##### Data for this exercise
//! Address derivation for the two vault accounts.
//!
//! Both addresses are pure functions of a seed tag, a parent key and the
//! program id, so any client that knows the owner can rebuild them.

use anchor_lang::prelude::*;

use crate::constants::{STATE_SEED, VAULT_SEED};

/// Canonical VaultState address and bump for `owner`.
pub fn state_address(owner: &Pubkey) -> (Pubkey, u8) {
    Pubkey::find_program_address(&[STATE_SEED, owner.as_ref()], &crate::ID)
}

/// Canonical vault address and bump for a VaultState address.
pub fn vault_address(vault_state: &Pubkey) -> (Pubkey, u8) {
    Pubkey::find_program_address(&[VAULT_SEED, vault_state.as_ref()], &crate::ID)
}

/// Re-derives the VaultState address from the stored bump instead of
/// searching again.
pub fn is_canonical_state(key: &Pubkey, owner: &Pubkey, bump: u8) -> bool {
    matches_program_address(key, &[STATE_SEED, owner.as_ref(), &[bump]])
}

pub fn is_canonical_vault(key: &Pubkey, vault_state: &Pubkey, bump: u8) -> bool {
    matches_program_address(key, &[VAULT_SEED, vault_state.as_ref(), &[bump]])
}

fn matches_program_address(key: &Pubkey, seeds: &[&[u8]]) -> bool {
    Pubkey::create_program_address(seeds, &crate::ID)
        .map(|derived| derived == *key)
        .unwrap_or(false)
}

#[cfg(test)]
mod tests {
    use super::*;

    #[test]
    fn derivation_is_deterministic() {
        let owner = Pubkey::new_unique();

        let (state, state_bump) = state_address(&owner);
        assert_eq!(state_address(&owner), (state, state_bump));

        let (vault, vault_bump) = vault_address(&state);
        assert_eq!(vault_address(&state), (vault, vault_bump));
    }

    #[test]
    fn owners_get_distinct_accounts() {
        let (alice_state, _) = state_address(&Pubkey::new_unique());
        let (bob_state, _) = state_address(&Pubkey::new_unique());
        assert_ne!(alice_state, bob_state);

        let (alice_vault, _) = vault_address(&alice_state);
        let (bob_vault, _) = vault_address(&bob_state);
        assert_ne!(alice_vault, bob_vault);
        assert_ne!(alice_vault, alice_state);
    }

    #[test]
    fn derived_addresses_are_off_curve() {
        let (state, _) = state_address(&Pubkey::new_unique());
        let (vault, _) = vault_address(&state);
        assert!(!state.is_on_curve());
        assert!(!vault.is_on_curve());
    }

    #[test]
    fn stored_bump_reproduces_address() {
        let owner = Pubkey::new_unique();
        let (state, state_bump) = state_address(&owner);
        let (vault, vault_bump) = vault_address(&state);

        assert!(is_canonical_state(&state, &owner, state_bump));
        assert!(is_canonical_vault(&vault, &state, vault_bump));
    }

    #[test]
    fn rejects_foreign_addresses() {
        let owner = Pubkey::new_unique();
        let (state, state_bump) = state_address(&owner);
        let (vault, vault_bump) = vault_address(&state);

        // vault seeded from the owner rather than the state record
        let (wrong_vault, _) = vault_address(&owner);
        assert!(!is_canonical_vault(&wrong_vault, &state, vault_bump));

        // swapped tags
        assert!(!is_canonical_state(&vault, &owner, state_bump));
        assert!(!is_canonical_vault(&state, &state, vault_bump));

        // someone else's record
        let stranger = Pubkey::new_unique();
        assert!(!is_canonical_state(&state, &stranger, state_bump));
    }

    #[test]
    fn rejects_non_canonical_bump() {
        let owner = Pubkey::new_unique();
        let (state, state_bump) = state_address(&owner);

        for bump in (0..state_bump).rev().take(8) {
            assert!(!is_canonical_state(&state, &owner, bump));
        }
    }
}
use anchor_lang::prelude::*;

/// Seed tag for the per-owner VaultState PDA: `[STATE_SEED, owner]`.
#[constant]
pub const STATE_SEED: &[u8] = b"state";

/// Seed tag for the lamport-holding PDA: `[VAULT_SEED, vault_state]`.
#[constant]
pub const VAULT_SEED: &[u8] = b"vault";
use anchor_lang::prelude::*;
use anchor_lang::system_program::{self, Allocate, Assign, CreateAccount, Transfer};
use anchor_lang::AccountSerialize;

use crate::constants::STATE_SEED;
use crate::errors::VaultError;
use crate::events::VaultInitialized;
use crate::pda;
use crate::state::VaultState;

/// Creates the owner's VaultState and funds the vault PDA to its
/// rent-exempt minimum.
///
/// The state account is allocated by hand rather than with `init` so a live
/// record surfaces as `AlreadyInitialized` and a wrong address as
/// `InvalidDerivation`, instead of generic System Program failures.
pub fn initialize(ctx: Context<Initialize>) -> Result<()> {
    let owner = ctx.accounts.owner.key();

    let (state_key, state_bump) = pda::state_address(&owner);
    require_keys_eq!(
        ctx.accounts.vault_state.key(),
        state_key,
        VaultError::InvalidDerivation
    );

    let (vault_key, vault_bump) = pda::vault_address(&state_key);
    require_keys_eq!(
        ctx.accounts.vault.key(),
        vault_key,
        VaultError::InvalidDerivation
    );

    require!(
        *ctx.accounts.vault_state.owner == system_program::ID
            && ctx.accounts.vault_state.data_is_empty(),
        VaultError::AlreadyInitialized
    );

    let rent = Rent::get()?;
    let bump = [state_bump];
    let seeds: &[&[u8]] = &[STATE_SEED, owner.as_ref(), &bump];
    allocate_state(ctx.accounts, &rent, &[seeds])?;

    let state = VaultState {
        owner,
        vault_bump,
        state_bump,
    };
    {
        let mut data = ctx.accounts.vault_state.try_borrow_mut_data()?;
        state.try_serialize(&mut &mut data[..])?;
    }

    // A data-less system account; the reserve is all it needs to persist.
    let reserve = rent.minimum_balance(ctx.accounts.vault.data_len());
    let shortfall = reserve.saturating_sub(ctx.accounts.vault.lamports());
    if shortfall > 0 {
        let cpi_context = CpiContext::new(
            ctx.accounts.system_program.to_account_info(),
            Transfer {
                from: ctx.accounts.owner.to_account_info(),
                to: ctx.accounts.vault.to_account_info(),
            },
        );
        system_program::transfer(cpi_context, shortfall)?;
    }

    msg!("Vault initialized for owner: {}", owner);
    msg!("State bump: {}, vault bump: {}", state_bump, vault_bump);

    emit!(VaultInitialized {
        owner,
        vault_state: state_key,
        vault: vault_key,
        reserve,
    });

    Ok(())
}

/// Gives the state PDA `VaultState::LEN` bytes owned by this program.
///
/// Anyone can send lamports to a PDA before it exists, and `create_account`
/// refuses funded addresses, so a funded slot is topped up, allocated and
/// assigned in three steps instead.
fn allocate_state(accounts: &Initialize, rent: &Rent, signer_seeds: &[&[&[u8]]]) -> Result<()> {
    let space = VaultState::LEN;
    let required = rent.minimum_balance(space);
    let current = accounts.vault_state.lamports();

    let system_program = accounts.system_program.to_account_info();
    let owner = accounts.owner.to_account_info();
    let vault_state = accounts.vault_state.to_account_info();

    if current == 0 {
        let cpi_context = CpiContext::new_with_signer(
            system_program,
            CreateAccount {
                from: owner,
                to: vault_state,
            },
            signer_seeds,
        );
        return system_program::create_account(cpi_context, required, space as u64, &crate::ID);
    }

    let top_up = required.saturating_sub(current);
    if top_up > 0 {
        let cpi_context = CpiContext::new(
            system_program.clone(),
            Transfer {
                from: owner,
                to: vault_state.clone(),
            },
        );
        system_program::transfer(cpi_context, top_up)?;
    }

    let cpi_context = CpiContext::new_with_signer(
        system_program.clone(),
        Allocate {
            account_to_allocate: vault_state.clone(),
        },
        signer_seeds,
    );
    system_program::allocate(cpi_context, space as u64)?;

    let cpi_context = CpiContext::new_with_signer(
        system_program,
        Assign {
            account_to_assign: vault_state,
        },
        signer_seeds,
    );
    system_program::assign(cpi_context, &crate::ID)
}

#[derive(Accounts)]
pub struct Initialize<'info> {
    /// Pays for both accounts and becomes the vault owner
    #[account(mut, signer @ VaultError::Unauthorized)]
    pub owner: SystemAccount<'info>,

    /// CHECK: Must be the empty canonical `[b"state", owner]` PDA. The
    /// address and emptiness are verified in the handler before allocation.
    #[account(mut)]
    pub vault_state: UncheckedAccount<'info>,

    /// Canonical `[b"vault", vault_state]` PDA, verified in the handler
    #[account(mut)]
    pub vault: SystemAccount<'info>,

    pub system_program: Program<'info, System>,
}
##########
— What is needed —
Read through the entries above, and wherever a line holds the string "reserve", copy it.

— Finished exercise —
    // A data-less system account; the reserve is all it needs to persist.
    let reserve = rent.minimum_balance(ctx.accounts.vault.data_len());
    let shortfall = reserve.saturating_sub(ctx.accounts.vault.lamports());
        reserve,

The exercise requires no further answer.